Severe Burn Injury FAQs
What is a burn injury?
Burn injuries include damage to skin, nerve tissue, muscle, and bones. The most common type of burn injury is a thermal burn that is a result from exposure to fire, scalding water, or hot objects. Chemical burn injuries are another type of burn injury.
There are four main types of burns:
- Thermal burns - are caused by contact with flames, steam, hot water, other hot liquids (like tea or coffee) and other sources of intense heat
- Light burns - are caused by contact with sunlight or other sources of ultraviolet light (like tanning booths)
- Chemical burns - are caused by contact with an acid or an alkali.
- Radiation burns - caused by contact with nuclear radiation or ultraviolet light.
How is the severity of a burn determined?
The severity of a burn injury will fall into one of three categories:
- First-degree burns - only the first layer of skin is burned. First-degree burns are characterized by reddened skin that will heal in approximately one to two weeks.
- Second-degree burns - the first and second layer of skin is burned. Second-degree burns are characterized by blisters and moist looking skin.
- Third-degree burns - all layers of the skin are burned and the underlying tissue is damaged. Third-degree burns are characterized by a black or white dry wound. Permanent scarring almost always occurs with third-degree burns.
How long can I expect recovery to take?
Recovery varies with location and type of burn injury, but scar tissue does not mature for at least a year and may require surgery.
How common are burn injuries?
In the U.S., over 2.4 million burn injuries occur each year and approximately 1.1 million burn injuries require medical attention. Almost 45,000 burn injury victims need to be hospitalized each year, while approximately 4,500 die from their injuries. Also, up to 10,000 people die every year due to burn related infections, such as pneumonia which is the most common complication among hospitalized burn patients.
How can I prevent a scalding burn in my home?
Scalding can occur when a child spills hot liquid (such as coffee or tea) on themselves or an adult misjudges the temperature of bath water. Scald burns can sometimes be the most severe type of burn injury.
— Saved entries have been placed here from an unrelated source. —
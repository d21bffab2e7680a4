use std::fmt;

/// Why a known command's arguments were rejected.
#[derive(Clone, Debug, PartialEq)]
pub enum ValidationErrorKind {
    /// Fewer argument fields than the command requires.
    Arity { min: usize, got: usize },
    /// An argument that must be an integer did not parse as one.
    NotInteger { index: usize, field: String },
    /// A numeric argument fell outside the command's documented range.
    Range { index: usize, value: f64 },
    /// A keyword argument is not one of the accepted choices.
    InvalidChoice { index: usize, field: String },
}

impl fmt::Display for ValidationErrorKind {
    fn fmt(&self, f: &mut fmt::Formatter<'_>) -> fmt::Result {
        match self {
            Self::Arity { min, got } => write!(f, "expected {min} argument(s), got {got}"),
            Self::NotInteger { index, field } => {
                write!(f, "argument {} '{field}' is not an integer", index + 1)
            }
            Self::Range { index, value } => {
                write!(f, "argument {} ({value}) is out of range", index + 1)
            }
            Self::InvalidChoice { index, field } => {
                write!(f, "argument {} '{field}' is not a valid choice", index + 1)
            }
        }
    }
}

/// A rejected line for a known command.
///
/// Displays as the diagnostic line `line <n>: <cmd> <usage>`.
#[derive(Clone, Debug, PartialEq, thiserror::Error)]
#[error("line {line}: {command} {usage}")]
pub struct ValidationError {
    /// 1-based script line number.
    pub line: usize,
    /// Command name as written in the script (may be an alias).
    pub command: String,
    /// Registry usage string for the command.
    pub usage: &'static str,
    pub kind: ValidationErrorKind,
}

/// Recoverable script error: the line is skipped and processing continues.
#[derive(Clone, Debug, PartialEq, thiserror::Error)]
pub enum ScriptError {
    #[error("line {line}: {command} invalid command")]
    UnknownCommand { line: usize, command: String },

    #[error(transparent)]
    Invalid(#[from] ValidationError),
}

impl ScriptError {
    pub fn line(&self) -> usize {
        match self {
            Self::UnknownCommand { line, .. } => *line,
            Self::Invalid(e) => e.line,
        }
    }
}

#[cfg(test)]
#[path = "../../tests/unit/script/diagnostic.rs"]
mod tests;
use image::{Rgba, RgbaImage};

use super::*;

/// 3x2 image whose red channel encodes the pixel index.
fn indexed() -> RgbaImage {
    RgbaImage::from_fn(3, 2, |x, y| Rgba([(y * 3 + x) as u8, 0, 0, 255]))
}

fn reds(img: &RgbaImage) -> Vec<u8> {
    img.pixels().map(|p| p[0]).collect()
}

#[test]
fn crop_rect_normalizes_and_clips() {
    let b = Bounds::new(20, 20);
    assert_eq!(crop_rect(b, 10, 10, 0, 0).map(PixelRect::bounds), Some(Bounds::new(10, 10)));
    assert_eq!(crop_rect(b, -5, 15, 5, 40).map(PixelRect::bounds), Some(Bounds::new(5, 5)));
    assert_eq!(crop_rect(b, 30, 30, 40, 40), None);
    assert_eq!(crop_rect(b, 3, 3, 3, 9), None);
}

#[test]
fn crop_copies_the_region() {
    let src = indexed();
    let rect = crop_rect(Bounds::of(&src), 1, 0, 3, 2);
    let mut dst = RgbaImage::new(2, 2);
    crop(&src, &mut dst, rect);
    assert_eq!(reds(&dst), vec![1, 2, 4, 5]);
}

#[test]
fn crop_to_size_keeps_the_centre() {
    let r = crop_to_size_rect(Bounds::new(10, 6), 4, 100).unwrap();
    assert_eq!((r.x0, r.y0, r.x1, r.y1), (3, 0, 7, 6));
    assert_eq!(crop_to_size_rect(Bounds::new(10, 6), 0, 3), None);
}

#[test]
fn quarter_turns_follow_counter_clockwise_orientation() {
    let src = indexed();

    let mut r90 = RgbaImage::new(2, 3);
    rotate90(&src, &mut r90).unwrap();
    // dst(x, y) = src(W-1-y, x)
    assert_eq!(reds(&r90), vec![2, 5, 1, 4, 0, 3]);

    let mut r180 = RgbaImage::new(3, 2);
    rotate180(&src, &mut r180).unwrap();
    assert_eq!(reds(&r180), vec![5, 4, 3, 2, 1, 0]);

    let mut r270 = RgbaImage::new(2, 3);
    rotate270(&src, &mut r270).unwrap();
    // dst(x, y) = src(y, H-1-x)
    assert_eq!(reds(&r270), vec![3, 0, 4, 1, 5, 2]);
}

#[test]
fn transpose_and_transverse_mirror_diagonals() {
    let src = indexed();

    let mut t = RgbaImage::new(2, 3);
    transpose(&src, &mut t);
    assert_eq!(reds(&t), vec![0, 3, 1, 4, 2, 5]);

    let mut tv = RgbaImage::new(2, 3);
    transverse(&src, &mut tv);
    assert_eq!(reds(&tv), vec![5, 2, 4, 1, 3, 0]);
}

#[test]
fn flips_mirror_rows_and_columns() {
    let src = indexed();
    let mut h = RgbaImage::new(3, 2);
    flip_horizontal(&src, &mut h).unwrap();
    assert_eq!(reds(&h), vec![2, 1, 0, 5, 4, 3]);

    let mut v = RgbaImage::new(3, 2);
    flip_vertical(&src, &mut v).unwrap();
    assert_eq!(reds(&v), vec![3, 4, 5, 0, 1, 2]);
}

#[test]
fn flip_rejects_wrong_destination() {
    let src = indexed();
    let mut dst = RgbaImage::new(2, 2);
    assert!(flip_horizontal(&src, &mut dst).is_err());
}

#[test]
fn quarter_turn_detection() {
    assert_eq!(quarter_turns(90.0), Some(1));
    assert_eq!(quarter_turns(360.0), Some(0));
    assert_eq!(quarter_turns(-90.0), Some(3));
    assert_eq!(quarter_turns(45.0), None);
}

#[test]
fn rotated_bounds_grow_for_diagonal_angles() {
    assert_eq!(rotated_bounds(Bounds::new(10, 10), 45.0), Bounds::new(14, 14));
    assert_eq!(rotated_bounds(Bounds::new(8, 4), 180.0), Bounds::new(8, 4));
    assert_eq!(rotated_bounds(Bounds::EMPTY, 30.0), Bounds::EMPTY);
}

#[test]
fn generic_rotation_fills_corners_with_white() {
    let src = RgbaImage::from_pixel(10, 10, Rgba([0, 0, 0, 255]));
    let b = rotated_bounds(Bounds::of(&src), 45.0);
    let mut dst = RgbaImage::new(b.width, b.height);
    rotate(&src, &mut dst, 45.0);
    assert_eq!(dst.get_pixel(0, 0).0, [255, 255, 255, 255]);
    assert_eq!(dst.get_pixel(7, 7).0, [0, 0, 0, 255]);
}

#[test]
fn resize_bounds_handle_zero_and_negative_sides() {
    let src = Bounds::new(40, 20);
    assert_eq!(resize_bounds(src, 20, 0), Bounds::new(20, 10));
    assert_eq!(resize_bounds(src, 0, 5), Bounds::new(10, 5));
    assert_eq!(resize_bounds(src, 0, 0), Bounds::EMPTY);
    assert_eq!(resize_bounds(src, -1, 10), Bounds::EMPTY);
    assert_eq!(resize_bounds(src, 7, 3), Bounds::new(7, 3));
}

#[test]
fn resize_fit_never_enlarges() {
    let src = Bounds::new(40, 20);
    assert_eq!(resize_fit_bounds(src, 100, 100), src);
    assert_eq!(resize_fit_bounds(src, 10, 10), Bounds::new(10, 5));
    assert_eq!(resize_fit_bounds(src, 40, 5), Bounds::new(10, 5));
    assert_eq!(resize_fit_bounds(src, 0, 5), Bounds::EMPTY);
}

#[test]
fn resize_fill_produces_requested_size() {
    let src = RgbaImage::from_pixel(40, 20, Rgba([9, 8, 7, 255]));
    let b = resize_fill_bounds(Bounds::of(&src), 10, 10);
    assert_eq!(b, Bounds::new(10, 10));
    let mut dst = RgbaImage::new(b.width, b.height);
    resize_fill(&src, &mut dst).unwrap();
    assert!(dst.pixels().all(|p| p.0 == [9, 8, 7, 255]));
}

#[test]
fn resize_of_flat_image_stays_flat() {
    let src = RgbaImage::from_pixel(8, 8, Rgba([120, 60, 30, 255]));
    let mut dst = RgbaImage::new(4, 2);
    resize(&src, &mut dst);
    assert!(dst.pixels().all(|p| p.0 == [120, 60, 30, 255]));
}

#[test]
fn pixelate_averages_blocks() {
    let src = RgbaImage::from_fn(4, 2, |x, _| Rgba([(x * 10) as u8, 0, 0, 255]));
    let mut dst = RgbaImage::new(4, 2);
    pixelate(&src, &mut dst, 2);
    assert_eq!(reds(&dst), vec![5, 5, 25, 25, 5, 5, 25, 25]);

    pixelate(&src, &mut dst, 1);
    assert_eq!(dst, src);
}

#[test]
fn resize_fill_refuses_an_oversized_cover() {
    let src = RgbaImage::from_pixel(10, 10, Rgba([1, 1, 1, 255]));
    let b = resize_fill_bounds(Bounds::of(&src), 1, 100_000);
    let mut dst = RgbaImage::new(b.width, b.height);
    let err = resize_fill(&src, &mut dst).unwrap_err();
    assert!(err.is_recoverable());
    assert!(err.to_string().contains("too large"));
}
use image::RgbaImage;
use rayon::prelude::*;

pub const EDGE_KERNEL: [f32; 9] = [-1.0, -1.0, -1.0, -1.0, 8.0, -1.0, -1.0, -1.0, -1.0];
pub const EMBOSS_KERNEL: [f32; 9] = [-1.0, -1.0, 0.0, -1.0, 1.0, 1.0, 0.0, 1.0, 1.0];

const SOBEL_X: [f32; 9] = [-1.0, 0.0, 1.0, -2.0, 0.0, 2.0, -1.0, 0.0, 1.0];
const SOBEL_Y: [f32; 9] = [-1.0, -2.0, -1.0, 0.0, 0.0, 0.0, 1.0, 2.0, 1.0];

/// Row-major 3x3 kernel over the color channels with clamped edges.
/// Results are clamped to `0..=255`; alpha passes through.
pub fn convolve3x3(src: &RgbaImage, dst: &mut RgbaImage, kernel: &[f32; 9]) {
    per_pixel(src, dst, |window| {
        let mut out = [0f32; 3];
        for (i, &kw) in kernel.iter().enumerate() {
            for (c, o) in out.iter_mut().enumerate() {
                *o += kw * window[i][c];
            }
        }
        out
    });
}

/// Gradient magnitude per color channel.
pub fn sobel(src: &RgbaImage, dst: &mut RgbaImage) {
    per_pixel(src, dst, |window| {
        let mut out = [0f32; 3];
        for (c, o) in out.iter_mut().enumerate() {
            let (mut gx, mut gy) = (0f32, 0f32);
            for i in 0..9 {
                gx += SOBEL_X[i] * window[i][c];
                gy += SOBEL_Y[i] * window[i][c];
            }
            *o = (gx * gx + gy * gy).sqrt();
        }
        out
    });
}

/// Feed each pixel's clamped 3x3 neighbourhood (as 0..=255 floats) to `f`.
fn per_pixel<F>(src: &RgbaImage, dst: &mut RgbaImage, f: F)
where
    F: Fn(&[[f32; 3]; 9]) -> [f32; 3] + Sync,
{
    let (w, h) = src.dimensions();
    if w == 0 || h == 0 {
        return;
    }
    let (wi, hi) = (i64::from(w), i64::from(h));
    dst.par_chunks_mut(w as usize * 4)
        .enumerate()
        .for_each(|(y, row)| {
            let y = y as i64;
            for x in 0..wi {
                let mut window = [[0f32; 3]; 9];
                for (i, slot) in window.iter_mut().enumerate() {
                    let sx = (x + (i % 3) as i64 - 1).clamp(0, wi - 1) as u32;
                    let sy = (y + (i / 3) as i64 - 1).clamp(0, hi - 1) as u32;
                    let px = src.get_pixel(sx, sy);
                    *slot = [f32::from(px[0]), f32::from(px[1]), f32::from(px[2])];
                }
                let out = f(&window);
                let o = x as usize * 4;
                for c in 0..3 {
                    row[o + c] = out[c].round().clamp(0.0, 255.0) as u8;
                }
                row[o + 3] = src.get_pixel(x as u32, y as u32)[3];
            }
        });
}

#[cfg(test)]
#[path = "../../tests/unit/filter/convolve.rs"]
mod tests;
To prevent scalding accidents you should turn down the temperature of your hot water heater to 125 Fahrenheit (51.7 Celsius) or less at exit, the hot water in your tank should be at least 145 Fahrenheit to destroy certain bacteria in the tank. You could also purchase shower heads that reduce water temperature as they are available at most home improvement stores.
Is there a danger of microwaves and scalding?
The FDA has received numerous reports of serious skin burns and scalding injuries around people's hands and faces as a result of hot water over-heating in a microwave. Over-heating of water in a cup or bowl can cause water to become superheated (past its boiling temperature) without appearing to boil at all. This typically occurs if water is heated in a clean cup or bowl. If foreign materials such as instant coffee or soup are added before heating, the risk is greatly reduced. If superheating has occurred, a slight disturbance such as moving the cup, or pouring in instant coffee, may result in the boiling water exploding out of the cup.
What can consumers do to avoid super-heated water?
- Always follow the precautions found in the microwave instruction manuals.
- Do not use excessive amounts of time when heating water or other liquids in the microwave.
- Determine the best time setting to heat water to a desired temperature and use that time setting on a regular basis.